Its features include swift initial training facilitated by a built-in regularization algorithm, the flexibility of continual learning allowing for incremental model training without starting anew with each data batch, and augmented decision confidence courtesy of integrated Conformal Prediction algorithms.
Furthermore, Perpetual ML offers functionalities for refining geographical decision boundaries and includes a feature for monitoring models and identifying distribution shifts.
The platform caters to diverse machine learning tasks such as tabular classification, regression, time-series analysis, learning to rank tasks, and text classification, among others.
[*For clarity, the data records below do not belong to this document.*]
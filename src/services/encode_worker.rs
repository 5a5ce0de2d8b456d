/// Background encode job processor
///
/// Jobs are submitted to a sharded set of mpsc channels and consumed by one
/// worker task per shard. A job is routed by hashing its video id, so jobs
/// for one video are processed in enqueue order on a single worker while
/// different videos transcode concurrently.
///
/// Each job runs the full pipeline: stage the raw upload locally, probe,
/// thumbnail, adaptive HLS, upload artifacts, then a guarded
/// processing -> ready transition. Transient failures are retried with
/// exponential backoff; after the attempt budget the video is marked failed
/// with a human-readable reason. Temp files are removed on every exit path.
use crate::cache::{keys, MediaCache};
use crate::config::MediaConfig;
use crate::db::video_repo;
use crate::error::{AppError, Result};
use crate::models::VideoStatus;
use crate::services::storage::{self, StorageClient};
use crate::services::transcoder::TranscodingEngine;
use sqlx::PgPool;
use std::collections::hash_map::DefaultHasher;
use std::hash::{Hash, Hasher};
use std::path::PathBuf;
use std::sync::Arc;
use std::time::Duration;
use tokio::sync::mpsc;
use tracing::{error, info, warn};
use uuid::Uuid;

/// One transcoding request for an uploaded video
#[derive(Debug, Clone)]
pub struct EncodeJob {
    pub video_id: Uuid,
    pub raw_key: String,
}

/// Exponential backoff: base, 2*base, 4*base, ...
pub fn backoff_delay(base_secs: u64, attempt: u32) -> Duration {
    Duration::from_secs(base_secs << (attempt.saturating_sub(1)))
}

/// Stable shard index for a video id
pub fn shard_for(video_id: Uuid, shards: usize) -> usize {
    let mut hasher = DefaultHasher::new();
    video_id.hash(&mut hasher);
    (hasher.finish() % shards as u64) as usize
}

/// Handle for submitting encode jobs; cheap to clone
#[derive(Clone)]
pub struct EncodeQueue {
    senders: Vec<mpsc::Sender<EncodeJob>>,
}

impl EncodeQueue {
    /// Route the job to its video's shard so same-video jobs serialize
    pub async fn enqueue(&self, job: EncodeJob) -> Result<()> {
        let shard = shard_for(job.video_id, self.senders.len());
        self.senders[shard]
            .send(job)
            .await
            .map_err(|e| AppError::Internal(format!("encode queue closed: {e}")))
    }
}

/// Shared collaborators for the worker pool
#[derive(Clone)]
pub struct EncodeContext {
    pub pool: PgPool,
    pub storage: StorageClient,
    pub engine: TranscodingEngine,
    pub cache: Arc<dyn MediaCache>,
    pub cfg: MediaConfig,
}

/// Spawn the worker pool; returns the queue handle and the worker tasks
pub fn start_encode_workers(
    ctx: EncodeContext,
    capacity: usize,
) -> (EncodeQueue, Vec<tokio::task::JoinHandle<()>>) {
    let shards = ctx.cfg.worker_count.max(1);
    let mut senders = Vec::with_capacity(shards);
    let mut handles = Vec::with_capacity(shards);

    for shard in 0..shards {
        let (tx, mut rx) = mpsc::channel::<EncodeJob>(capacity);
        senders.push(tx);

        let ctx = ctx.clone();
        handles.push(tokio::spawn(async move {
            info!(shard, "encode worker started");
            while let Some(job) = rx.recv().await {
                process_job(&ctx, &job).await;
            }
            info!(shard, "encode worker stopped (channel closed)");
        }));
    }

    (EncodeQueue { senders }, handles)
}

/// Re-enqueue videos left in `processing` by a previous process. The queue
/// is in-memory, so jobs in flight at shutdown are lost with it; the status
/// row survives, and the processor's status guard makes the duplicate
/// delivery safe if the old process did finish. Returns the number requeued.
pub async fn recover_stalled_jobs(pool: &PgPool, queue: &EncodeQueue) -> Result<usize> {
    let stalled = video_repo::list_processing(pool).await?;
    let count = stalled.len();
    for video in stalled {
        info!(video_id = %video.id, "re-enqueueing stalled encode job");
        queue
            .enqueue(EncodeJob {
                video_id: video.id,
                raw_key: video.raw_key,
            })
            .await?;
    }
    Ok(count)
}

/// Run one job to a terminal outcome: ready, failed, or no-op skip
pub async fn process_job(ctx: &EncodeContext, job: &EncodeJob) {
    // Duplicate-delivery guard: only a video still in `processing` is worked on
    match video_repo::find_video(&ctx.pool, job.video_id).await {
        Ok(Some(video)) => match video.get_status() {
            VideoStatus::Processing => {}
            status => {
                info!(video_id = %job.video_id, status = status.as_str(), "skipping encode job");
                return;
            }
        },
        Ok(None) => {
            info!(video_id = %job.video_id, "skipping encode job for deleted video");
            return;
        }
        Err(e) => {
            error!(video_id = %job.video_id, "failed to load video for encode job: {e}");
            return;
        }
    }

    let mut last_error = String::new();
    let mut attempts = 0;
    for attempt in 1..=ctx.cfg.max_attempts {
        attempts = attempt;
        match run_attempt(ctx, job).await {
            Ok(()) => {
                invalidate_meta(ctx, job.video_id).await;
                info!(video_id = %job.video_id, attempt, "encode job succeeded");
                return;
            }
            Err(e) => {
                last_error = e.to_string();
                // A broken upload stays broken; only transient I/O earns a retry
                if !e.is_transient() {
                    warn!(video_id = %job.video_id, attempt, "encode failed permanently: {e}");
                    break;
                }
                warn!(video_id = %job.video_id, attempt, "encode attempt failed: {e}");
                if attempt < ctx.cfg.max_attempts {
                    tokio::time::sleep(backoff_delay(ctx.cfg.retry_base_delay_secs, attempt)).await;
                }
            }
        }
    }

    let reason = format!("transcoding failed after {attempts} attempt(s): {last_error}");
    match video_repo::mark_failed(&ctx.pool, job.video_id, &reason).await {
        Ok(true) => error!(video_id = %job.video_id, "video marked failed: {reason}"),
        Ok(false) => warn!(video_id = %job.video_id, "failed transition skipped, video no longer processing"),
        Err(e) => error!(video_id = %job.video_id, "could not record failure: {e}"),
    }
    invalidate_meta(ctx, job.video_id).await;
}

/// One attempt of the full pipeline; the staging directory is removed on
/// success and failure alike
async fn run_attempt(ctx: &EncodeContext, job: &EncodeJob) -> Result<()> {
    let work_dir = PathBuf::from(&ctx.cfg.tmp_dir).join(format!("pawreel_video_{}", job.video_id));
    tokio::fs::create_dir_all(&work_dir)
        .await
        .map_err(|e| AppError::Storage(format!("failed to create staging dir: {e}")))?;

    let result = run_pipeline(ctx, job, &work_dir).await;

    if let Err(e) = tokio::fs::remove_dir_all(&work_dir).await {
        warn!(video_id = %job.video_id, "staging cleanup failed: {e}");
    }

    result
}

async fn run_pipeline(ctx: &EncodeContext, job: &EncodeJob, work_dir: &PathBuf) -> Result<()> {
    let raw_path = work_dir.join("original.mp4");
    ctx.storage.download_to_file(&job.raw_key, &raw_path).await?;

    let info = ctx.engine.probe_metadata(&raw_path).await?;

    let thumb_path = work_dir.join("thumbnail.jpg");
    ctx.engine
        .generate_thumbnail(&raw_path, &thumb_path, 10)
        .await?;

    let hls_dir = work_dir.join("hls");
    ctx.engine
        .transcode_to_adaptive_hls(&raw_path, &hls_dir, &ctx.cfg.resolutions)
        .await?;

    let hls_prefix = storage::hls_prefix(job.video_id);
    let mut entries = tokio::fs::read_dir(&hls_dir)
        .await
        .map_err(|e| AppError::Storage(format!("failed to read transcode output: {e}")))?;
    while let Some(entry) = entries
        .next_entry()
        .await
        .map_err(|e| AppError::Storage(format!("failed to read transcode output: {e}")))?
    {
        let file_name = entry.file_name().to_string_lossy().to_string();
        let key = format!("{hls_prefix}{file_name}");
        ctx.storage
            .upload_file(&entry.path(), &key, storage::content_type_for(&file_name))
            .await?;
    }

    let thumbnail_key = storage::thumbnail_key(job.video_id);
    ctx.storage
        .upload_file(&thumb_path, &thumbnail_key, "image/jpeg")
        .await?;

    let became_ready = video_repo::mark_ready(
        &ctx.pool,
        job.video_id,
        info.duration_seconds.ceil() as i32,
        info.width as i32,
        info.height as i32,
        &hls_prefix,
        &thumbnail_key,
    )
    .await?;

    if !became_ready {
        // Another delivery already finished this video; artifacts are
        // identical, so this is a safe no-op
        info!(video_id = %job.video_id, "ready transition skipped, video already terminal");
    }

    Ok(())
}

async fn invalidate_meta(ctx: &EncodeContext, video_id: Uuid) {
    if let Err(e) = ctx.cache.delete(&keys::video(video_id)).await {
        warn!(%video_id, "video cache invalidation failed: {e}");
    }
}

#[cfg(test)]
mod tests {
    use super::*;

    #[test]
    fn test_backoff_doubles_from_base() {
        assert_eq!(backoff_delay(10, 1), Duration::from_secs(10));
        assert_eq!(backoff_delay(10, 2), Duration::from_secs(20));
        assert_eq!(backoff_delay(10, 3), Duration::from_secs(40));
    }

    #[test]
    fn test_shard_routing_is_stable() {
        let id = Uuid::new_v4();
        let shard = shard_for(id, 4);
        for _ in 0..16 {
            assert_eq!(shard_for(id, 4), shard);
        }
        assert!(shard < 4);
    }

    #[test]
    fn test_single_shard_takes_everything() {
        for _ in 0..16 {
            assert_eq!(shard_for(Uuid::new_v4(), 1), 0);
        }
    }

    #[tokio::test]
    async fn test_queue_routes_same_video_to_same_channel() {
        let (tx_a, mut rx_a) = mpsc::channel(8);
        let (tx_b, mut rx_b) = mpsc::channel(8);
        let queue = EncodeQueue {
            senders: vec![tx_a, tx_b],
        };

        let video_id = Uuid::new_v4();
        for _ in 0..3 {
            queue
                .enqueue(EncodeJob {
                    video_id,
                    raw_key: storage::raw_key(video_id),
                })
                .await
                .unwrap();
        }

        let shard = shard_for(video_id, 2);
        let rx = if shard == 0 { &mut rx_a } else { &mut rx_b };
        for _ in 0..3 {
            let job = rx.recv().await.unwrap();
            assert_eq!(job.video_id, video_id);
        }
        let other = if shard == 0 { &mut rx_b } else { &mut rx_a };
        assert!(other.try_recv().is_err());
    }

    #[tokio::test]
    async fn test_jobs_delivered_in_enqueue_order() {
        let (tx, mut rx) = mpsc::channel(8);
        let queue = EncodeQueue { senders: vec![tx] };

        let first = Uuid::new_v4();
        let second = Uuid::new_v4();
        queue
            .enqueue(EncodeJob {
                video_id: first,
                raw_key: storage::raw_key(first),
            })
            .await
            .unwrap();
        queue
            .enqueue(EncodeJob {
                video_id: second,
                raw_key: storage::raw_key(second),
            })
            .await
            .unwrap();

        assert_eq!(rx.recv().await.unwrap().video_id, first);
        assert_eq!(rx.recv().await.unwrap().video_id, second);
    }

    /// Needs Postgres:
    /// `TEST_DATABASE_URL=... cargo test recover_stalled -- --ignored`
    #[tokio::test]
    #[ignore]
    async fn test_recover_stalled_jobs_requeues_processing_videos() {
        let Some(url) = std::env::var("TEST_DATABASE_URL").ok() else {
            return;
        };
        let pool = sqlx::PgPool::connect(&url).await.unwrap();
        sqlx::migrate!("./migrations").run(&pool).await.unwrap();

        let video_id = Uuid::new_v4();
        let raw_key = storage::raw_key(video_id);
        video_repo::create_video(
            &pool,
            video_id,
            Uuid::new_v4(),
            "breeder",
            "stalled upload",
            None,
            &[],
            &raw_key,
        )
        .await
        .unwrap();
        assert!(video_repo::mark_processing(&pool, video_id).await.unwrap());

        let (tx, mut rx) = mpsc::channel(256);
        let queue = EncodeQueue { senders: vec![tx] };
        let requeued = recover_stalled_jobs(&pool, &queue).await.unwrap();
        assert!(requeued >= 1);

        // The channel may also carry other processing rows from the shared
        // database; ours must be among them with its raw key intact
        let mut found = false;
        while let Ok(job) = rx.try_recv() {
            if job.video_id == video_id {
                assert_eq!(job.raw_key, raw_key);
                found = true;
            }
        }
        assert!(found, "stalled video was not requeued");
    }

    #[tokio::test]
    async fn test_enqueue_after_shutdown_errors() {
        let (tx, rx) = mpsc::channel(1);
        drop(rx);
        let queue = EncodeQueue { senders: vec![tx] };
        let video_id = Uuid::new_v4();
        let err = queue
            .enqueue(EncodeJob {
                video_id,
                raw_key: storage::raw_key(video_id),
            })
            .await
            .unwrap_err();
        assert!(matches!(err, AppError::Internal(_)));
    }
}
Its versatility extends to various programming languages including Python, C, C++, R, Java, Scala, Swift, and Julia, thanks to its Rust backend. Engineered with computational efficiency in mind, Perpetual ML operates without the need for specialized hardware.
More details about Perpetual ML
Why is Perpetual ML considered to be 100 times faster?
Perpetual ML’s exceptional speed, touted as 100 times faster, stems from its innovative Perpetual Learning technology. By integrating a built-in regularization algorithm, it eliminates the need for time-consuming hyperparameter optimization. This approach drastically accelerates initial model training, making Perpetual ML exceptionally fast and efficient in machine learning tasks.
What does Perpetual Learning entail in Perpetual ML?
Perpetual Learning within Perpetual ML is a unique technology designed to expedite model training. It enables models to undergo incremental training without the need to restart with each new batch of data. This continuous learning capability significantly enhances computational efficiency and facilitates ongoing model refinement.
What features are incorporated into Perpetual ML?
Perpetual ML incorporates several built-in features, including rapid initial training via a built-in regularization algorithm, continuous learning capabilities, enhanced decision confidence through Conformal Prediction algorithms, methods for learning geographical decision boundaries, and a feature for detecting distribution shifts. Together, these features optimize machine learning model development, monitoring, and usage.
Can I use my existing hardware and software with Perpetual ML?
Yes, you can utilize your current hardware and software setups with Perpetual ML. The platform is designed to operate without the need for specialized hardware like GPUs or TPUs. This compatibility allows for cost savings, simplified setup processes, and reduced complexity when integrating Perpetual ML into your existing infrastructure.